Y su examen, aunque admitirlo rehúya mi reputación, fue el único momento en que me relajé en toda la mañana.

Descubrir que los protagonistas del enunciado de uno de los problemas iban a verse envueltos en un serio dilema existencial y pronto tendrían muchas explicaciones que darse por que se habían puesto unos cuernos del tamaño de las sagradas murallas ciclópeas de Shamarkanha ―lo que, ojo, son palabras mayores―, fue bastante gracioso. Al menos desde el punto de vista humano. A los slader no nos pasan esas cosas porque solo podemos amar a una persona en nuestra vida, a la que estamos conectados sin remedio, y a la que condenamos a amarnos. Pase lo que pase.

Sí. Una cuestión muy escabrosa. Terrorífica incluso. Tenía gran parte de la culpa de que no quisiera ni oír hablar del amor. No lo dudéis. El amor es una mierda. Siempre es una mierda.

Pero por infortunios del destino, mi momento de paz duró más bien poco, y, de súbito, me tuve que enfrentar a una situación que había temido día sí, y día también, desde que inició esta aventura. Y en la que hubiera agradecido sobremanera tener a Anet a mi lado.

¡Pero nunca estás cuando te necesitan!, ¡En lugar de eso te emborrachas en algún lugar de Mok, como haría yo si pudiera elegir no estar metido en este antro! Eso fue lo que pensé en el instante en que aquel olor regresó, paralizándome.

Por las malditas puertas de los siete infiernos.

Fue lo único que pude pensar cuando, presa del pánico, me di cuenta de que ese rastro solo podía significar una cosa. Ella rondaba en ese mismo instante aquellos pasillos, y aquellas paredes. Ella estaba allí, esperando porque quizás alguien fuese a verla pronto. Y esa noche una fugaz rasgaría el cielo en su recuerdo.

Mi corazón comenzó a latir muy deprisa.

Levanté la vista, y aquellos colores aterradores inundaron una vez más mis retinas. Como si estuviera de vuelta en infierno verde y sintiese aquel olor cada noche antes de salir de caza. Como si regresara la noche en que cambió mi vida para siempre.

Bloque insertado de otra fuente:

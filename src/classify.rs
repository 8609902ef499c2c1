// SPDX-License-Identifier: AGPL-3.0-only

//! Region classification: which regions are done, which must split, and
//! along which dimension.
//!
//! The convergence decision is a heuristic policy, not a fixed law, so it
//! sits behind the [`Classifier`] trait: the filter and splitter consume
//! whatever characteristics a policy produces. The shipped
//! [`BudgetClassifier`] allocates the remaining global error budget across
//! active regions in proportion to their share of the integral mass.
//!
//! Classification is a pure function of the current estimates, geometry, and
//! global state handed in; no hidden history.

use rayon::prelude::*;

use crate::pipeline::Target;
use crate::scan::abs_sum;
use crate::storage::{RegionCharacteristics, RegionEstimates, RegionStore};
use crate::tolerances::WEIGHT_FLOOR;

/// Permissible error for an estimate of magnitude `value` under the target.
#[must_use]
pub fn permissible_error(value: f64, epsrel: f64, epsabs: f64) -> f64 {
    epsabs.max(epsrel * value.abs())
}

/// Global quantities the classifier needs alongside the per-region data.
///
/// Scalar fields are refreshed by the driver every iteration; the domain
/// extents are fixed for a run.
#[derive(Debug, Clone)]
pub struct GlobalState {
    /// Integral accumulated from already-finished regions.
    pub finished_integral: f64,
    /// Error accumulated from already-finished regions.
    pub finished_error: f64,
    /// Sum of the current active regions' integral estimates.
    pub active_integral: f64,
    /// Sum of the current active regions' refined error estimates.
    pub active_error: f64,
    /// Extent of the original domain along each dimension.
    pub domain_extent: Vec<f64>,
}

/// Outcome of one classification pass.
#[derive(Debug)]
pub enum ClassifyResult {
    /// Per-region activity flags and split dimensions.
    Classified(RegionCharacteristics),
    /// No finite subdivision plan can meet the target: the error already
    /// spent on finished regions exceeds the whole allowance.
    CannotConverge,
}

/// Strategy seam for the convergence heuristic.
///
/// `pre` carries any activity marks made by the error refiner; a policy may
/// confirm or add to them but should not resurrect a pre-converged region.
pub trait Classifier {
    fn classify(
        &self,
        store: &RegionStore,
        estimates: &RegionEstimates,
        pre: &RegionCharacteristics,
        target: &Target,
        global: &GlobalState,
    ) -> ClassifyResult;
}

/// Error-budget allocation policy.
///
/// The global allowance is `tau = max(epsabs, epsrel·|G|)` with `G` the best
/// known global integral (finished + active). What finished regions already
/// consumed is subtracted; the remainder is split across active regions in
/// proportion to their absolute integral mass, floored so that flat regions
/// still receive a share. A region is converged when its refined error fits
/// inside its share.
#[derive(Debug, Clone)]
pub struct BudgetClassifier {
    /// Floor on a region's budget weight as a fraction of the mean mass.
    pub weight_floor: f64,
}

impl Default for BudgetClassifier {
    fn default() -> Self {
        Self {
            weight_floor: WEIGHT_FLOOR,
        }
    }
}

impl Classifier for BudgetClassifier {
    fn classify(
        &self,
        store: &RegionStore,
        estimates: &RegionEstimates,
        pre: &RegionCharacteristics,
        target: &Target,
        global: &GlobalState,
    ) -> ClassifyResult {
        let n = estimates.len();
        debug_assert_eq!(n, store.len());
        debug_assert_eq!(n, pre.len());

        let global_integral = global.finished_integral + global.active_integral;
        let tau = permissible_error(global_integral, target.epsrel, target.epsabs);
        let budget = tau - global.finished_error;

        if budget <= 0.0 {
            // The allowance is spent. Zero-error regions can still be
            // retired with a zero share; anything else is hopeless.
            if estimates.error.par_iter().any(|&e| e > 0.0) {
                return ClassifyResult::CannotConverge;
            }
        }
        let budget = budget.max(0.0);

        let mass = abs_sum(&estimates.integral);
        let floor = self.weight_floor * mass / n.max(1) as f64;

        let weight = |i: usize| estimates.integral[i].abs().max(floor);
        let total_weight: f64 = (0..n).into_par_iter().map(weight).sum();

        let active: Vec<bool> = (0..n)
            .into_par_iter()
            .map(|i| {
                let share = if total_weight > 0.0 {
                    budget * weight(i) / total_weight
                } else {
                    // All-zero integrand mass: split the budget evenly.
                    budget / n as f64
                };
                pre.active[i] && estimates.error[i] > share
            })
            .collect();

        let split_dim: Vec<usize> = (0..n)
            .into_par_iter()
            .map(|i| widest_spread_dim(store, &global.domain_extent, i))
            .collect();

        ClassifyResult::Classified(RegionCharacteristics { active, split_dim })
    }
}

/// Dimension with the largest extent relative to the domain extent,
/// tie-break lowest index.
fn widest_spread_dim(store: &RegionStore, domain_extent: &[f64], i: usize) -> usize {
    let mut best = 0usize;
    let mut best_spread = f64::NEG_INFINITY;
    for d in 0..store.ndim() {
        let spread = store.length(i, d) / domain_extent[d];
        if spread > best_spread {
            best_spread = spread;
            best = d;
        }
    }
    best
}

Y, por un instante, me pareció sentir que el tiempo pasaba muy despacio.

Después se escuchó un golpe sordo en la puerta, tan fuerte que todos nos sobresaltamos y levantamos la vista de súbito. Mis compañeros se miraban unos a otros, observando con detenimiento hacia el acceso del aula.

Se sucedió un segundo golpe sordo, más fuerte.

Las miradas empezaban a crisparse, y la profesora seguía inmóvil en su mesa sin dar crédito a lo que pasaba. Y gritando "Adelante", indicando a quien quiera que estuviese fuera que podía pasar sin echar la puerta abajo.

Sabes que te odio, maldita cínica, pero, por favor, ayúdame. Balbuceé por lo bajo, haciendo lo que menos me gustaba en el mundo. Encomendarme a su nombre.

Con el tercer golpe la puerta cayó al suelo rompiendo varias baldosas y provocando un enorme estrépito.,

Le siguió algo que ni yo, ni ninguno de vosotros, querría encontrar.

Un demonio Assein.

¡Por todas las estrellas del cielo y los dementes del universo que las miramos cada noche!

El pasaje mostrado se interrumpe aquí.